- Born: Keegan Christopher Bach April 20, 2001 (age 24) Kalamazoo, Michigan, U.S.
- Origin: Los Angeles, California, U.S.
- Genres: Hip hop; trap; R&B; pop;
- Occupations: Record producer; songwriter; YouTuber;
- Years active: 2018–present

= KBeazy =

American record producer

Keegan Christopher Bach (born April 20, 2001), known professionally as KBeazy (stylized KBeaZy), is an American record producer, songwriter, and YouTuber. He is best known for producing the singles "Mood" for 24kGoldn in 2020, as well as "That's What I Want" for Lil Nas X the following year.

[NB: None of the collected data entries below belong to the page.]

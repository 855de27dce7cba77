//! Recorded traces and their normalisation prior to splicing.

use crate::{errors::SpliceError, ir::Inst};

/// A linear sequence of instructions recorded along one execution path of the function `func`.
///
/// A `Trace` always has a non-empty owner name and at least one instruction: [Trace::new] is the
/// only way to create one.
#[derive(Clone, Debug, PartialEq)]
pub struct Trace {
    func: String,
    insts: Vec<Inst>,
}

impl Trace {
    /// Create a trace owned by the function `func`.
    ///
    /// Returns [SpliceError::MalformedTrace] if `func` is empty or `insts` has no instructions.
    pub fn new(func: impl Into<String>, insts: Vec<Inst>) -> Result<Self, SpliceError> {
        let func = func.into();
        if func.is_empty() {
            return Err(SpliceError::MalformedTrace(
                "trace has an empty owner function name".into(),
            ));
        }
        if insts.is_empty() {
            return Err(SpliceError::MalformedTrace(format!(
                "trace for function {func} has no instructions"
            )));
        }
        Ok(Self { func, insts })
    }

    /// The name of the function this trace was recorded in.
    pub fn func(&self) -> &str {
        &self.func
    }

    pub fn insts(&self) -> &[Inst] {
        &self.insts
    }

    /// How many guards does this trace contain?
    pub fn num_guards(&self) -> usize {
        self.insts.iter().filter(|x| x.is_guard()).count()
    }

    /// Return a copy of this trace's instructions where every guard's failure targets have been
    /// replaced with the single label `slow_label`. Every other instruction is copied unchanged.
    ///
    /// The tracer emits guards with a placeholder target, since it can't know where the
    /// deoptimisation path will be placed: this binds them all to the real one.
    pub fn normalise(&self, slow_label: &str) -> Vec<Inst> {
        self.insts
            .iter()
            .map(|inst| match inst {
                Inst::Guard(x) => Inst::Guard(x.retargeted(slow_label)),
                x => x.clone(),
            })
            .collect()
    }
}

#[cfg(test)]
mod tests {
    use super::*;
    use crate::ir::tests::{guard, plain};
    use serde_json::json;

    #[test]
    fn empty_trace() {
        assert!(matches!(
            Trace::new("foo", Vec::new()),
            Err(SpliceError::MalformedTrace(_))
        ));
    }

    #[test]
    fn empty_owner() {
        assert!(matches!(
            Trace::new("", vec![plain(json!({"op": "nop"}))]),
            Err(SpliceError::MalformedTrace(_))
        ));
    }

    #[test]
    fn normalise_rebinds_every_guard() {
        let t = Trace::new(
            "foo",
            vec![
                plain(json!({"dest": "y", "op": "const", "type": "int", "value": 1})),
                guard("c1", "__placeholder"),
                Inst::label("inner"),
                guard("c2", "somewhere_else"),
                Inst::jump("inner"),
            ],
        )
        .unwrap();
        assert_eq!(t.num_guards(), 2);
        let n = t.normalise("foo_slow");
        assert_eq!(n.len(), t.insts().len());
        for (before, after) in t.insts().iter().zip(n.iter()) {
            match (before, after) {
                (Inst::Guard(b), Inst::Guard(a)) => {
                    assert_eq!(a.targets(), ["foo_slow"]);
                    assert_eq!(a.args(), b.args());
                }
                (b, a) => assert_eq!(b, a),
            }
        }
    }

    #[test]
    fn normalise_does_not_alias_input() {
        let t = Trace::new("foo", vec![guard("c", "__placeholder")]).unwrap();
        let mut n = t.normalise("foo_slow");
        n.push(Inst::commit());
        assert_eq!(t.insts(), [guard("c", "__placeholder")]);
    }
}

He first gained recognition in 2017 after reproducing the instrumental of Lil Uzi Vert's "XO TOUR Llif3" on YouTube, and thereafter releasing beat tutorials and live streams. Since his rise to fame, KBeazy has most notably produced songs for Juice Wrld, Kehlani, Iann Dior, Roddy Ricch, Lil Nas X, Machine Gun Kelly, Becky G, Katy Perry, and Maroon 5, among others.

== Career ==
At age 19, KBeazy relocated to Los Angeles to pursue his passion for music full time. He signed a joint venture publishing deal with Prescription Songs and Day One Songs in 2019. Frequent collaborators include rappers 24kGoldn, Iann Dior, and The Kid Laroi, as well as fellow record producers Omer Fedi, Blake Slatkin, and Dr. Luke. KBeazy was named the youngest producer ever to secure a Billboard #1 record with "Mood", which topped the chart for 8 non-consecutive weeks and has over 1 billion streams on Spotify. He has been Grammy-nominated for his work with Lil Nas X and Machine Gun Kelly, received the BMI Pop Award twice, and was included in Forbes' 30 Under 30 list in 2023. His productions have earned over 3 billion global streams.

== Notable credits ==

| Year | Title | Artist | Role |
| 2025 | A Cold Play | The Kid Laroi | Producer |
| Catch Me if You Can | KSI | Producer |
| 2022 | Beat the Odds | Lil Tjay | Production |
| I'm So Gone | Tate McRae | Production |
| What's Your Problem? | Tate McRae | Production |
| Bailé Con Mi Ex | Becky G | Production |
| Fake Love Don't Last (with Iann Dior) | Machine Gun Kelly | Production |
| Dark Angel (interlude) | Iann Dior | Production |
| I Might | Iann Dior | Production |
| 2021 | Let You | Iann Dior | Production |
| Not Enough | Juice Wrld | Production |
| Go Hard | Juice Wrld | Production |
| That's What I Want | Lil Nas X | Production |
| Shots in the Dark (with Trippie Redd) | Iann Dior | Production |
| Butterflies | 24kGoldn | Production |
| Empty (feat. Swae Lee) | 24kGoldn | Production |
| The Top | 24kGoldn | Production |
| Tired of Me | ssgkobe | Production |
| Seasons | Maroon 5 | Drums, Keyboards, Producer |
| 2020 | Mood (feat. Iann Dior) | 24kGoldn | Composition, production |
| Mood (Remix) (feat. Justin Bieber, J Balvin, and Iann Dior) | 24kGoldn | Composition, production |
| Prospect (feat. Lil Baby) | Iann Dior | Composition, production |
| Toxic | Kehlani | Composition, production |
| Holding On | Iann Dior | Composition, production |
| Way Up | Quando Rondo | Composition, production |
| Baby Blue (feat. Olivia O'Brien) | Dempsey Hope | Production |
| Dem Times | Roy Woods | Composition, keyboards, production |
| 2019 | What I Please (feat. Denzel Curry) | Smokepurpp | Production |
| Trippin Baby | Fetty Wap | Production |
| 2018 | Feed Tha Streets 2 (Intro) | Roddy Ricch | Production |
| Check Please | Baby Keem | Production |
| I Need More | Chief Keef | Production |

== Collaborators ==
Recent collaborators include: Lunchmoney Lewis, Ryan Ogren, Honest Ave, Theron Thomas, Vaughn, Omer Fedi, Blake Slatkin, 8ae, Oliver, Kyle Stemberger, Dr. Luke, and Joseph Tilley.

== Upcoming Releases ==
Upcoming releases include songs with: Saweetie, Tanner Adell, and ENHYPEN.